Search code examples
nlptext-classificationhuggingface-transformersbert-language-model

Customize the encode module in huggingface bert model


I am working on a text classification project using Huggingface transformers module. The encode_plus function provides the users with a convenient way of generating the input ids, attention masks, token type ids, etc. For instance:

from transformers import BertTokenizer

pretrained_model_name = 'bert-base-cased'
bert_base_tokenizer = BertTokenizer.from_pretrained(pretrained_model_name)

sample_text = 'Bamboo poles, ‍installation by an unknown building constructor #discoverhongkong #hongkonginsta'

encoding = bert_base_tokenizer.encode_plus(
        cleaned_tweet, hashtag_string,
        max_length=70,
        add_special_tokens=True,  # Add '[CLS]' and '[SEP]'
        return_token_type_ids=True,
        pad_to_max_length=True,
        return_attention_mask=True,
        return_tensors='pt',  # Return PyTorch tensors
    )

print('*'*20)
print(encoding['input_ids'])
print(encoding['attention_mask'])
print(encoding['token_type_ids'])
print('*'*20)

However, my current project requires me to generate customized ids for a given text.

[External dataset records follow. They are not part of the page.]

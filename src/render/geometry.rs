//! Viewport and capture-zone rectangles

use serde::{Deserialize, Serialize};

use crate::sensor::{Orientation, OrientationMode};

#[derive(Debug, Clone, Copy, PartialEq, Eq, Default, Serialize, Deserialize)]
pub struct Size {
    pub width: u32,
    pub height: u32,
}

impl Size {
    pub const fn new(width: u32, height: u32) -> Self {
        Self { width, height }
    }

    pub fn area(self) -> u64 {
        self.width as u64 * self.height as u64
    }

    pub fn is_empty(self) -> bool {
        self.width == 0 || self.height == 0
    }
}

/// Integer pixel rectangle, origin at the bottom-left like the GPU framebuffer
#[derive(Debug, Clone, Copy, PartialEq, Eq, Default)]
pub struct Rect {
    pub x: i32,
    pub y: i32,
    pub width: u32,
    pub height: u32,
}

impl Rect {
    pub const fn new(x: i32, y: i32, width: u32, height: u32) -> Self {
        Self {
            x,
            y,
            width,
            height,
        }
    }

    pub fn size(&self) -> Size {
        Size::new(self.width, self.height)
    }

    pub fn is_empty(&self) -> bool {
        self.width == 0 || self.height == 0
    }

    /// Bytes needed for an RGBA readback of this rectangle
    pub fn rgba_len(&self) -> usize {
        self.width as usize * self.height as usize * 4
    }
}

/// Viewport showing the camera preview on a surface.
///
/// The preview keeps its aspect ratio and fills the surface width; the
/// leftover (or overflow) height is split evenly above and below. The camera
/// delivers sensor-oriented sizes, so a landscape preview size is rotated
/// to fit the portrait-locked surface.
pub fn viewport(surface: Size, preview: Size) -> Rect {
    if surface.is_empty() || preview.is_empty() {
        return Rect::default();
    }

    let (pw, ph) = if preview.width > preview.height {
        (preview.height, preview.width)
    } else {
        (preview.width, preview.height)
    };

    let height = (surface.width as u64 * ph as u64 / pw as u64) as u32;
    let y = (surface.height as i64 - height as i64) / 2;
    Rect::new(0, y as i32, surface.width, height)
}

/// Capture zone inside `viewport`, in viewport-relative coordinates.
///
/// Full viewport width; the height follows `ratio` (height/width in portrait,
/// width/height in landscape) and is clamped to the viewport. Always
/// vertically centered.
pub fn capture_zone(viewport: Rect, orientation: Orientation, ratio: f32) -> Rect {
    if viewport.is_empty() || ratio <= 0.0 {
        return Rect::default();
    }

    let wanted = match orientation.mode() {
        OrientationMode::Portrait => viewport.width as f32 * ratio,
        OrientationMode::Landscape => viewport.width as f32 / ratio,
    };
    let height = (wanted as u32).min(viewport.height);
    let y = (viewport.height - height) / 2;
    Rect::new(0, y as i32, viewport.width, height)
}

For instance, for a list of words [HK, US, UK], I want to generate ids for these words and let other words' ids which do not exist in this list as zero. These ids are used to find embedding in another customized embedding matrix, not from pretrained bert module.

How can I achieve this kind of customized encoder? Any suggestions and solutions are welcomed! Thanks~


Solution

  • I think you can use the <unusedxxx> tokens in the BERT vocab and add your custom tokens there. So now you can easily refer to them with a valid token ID.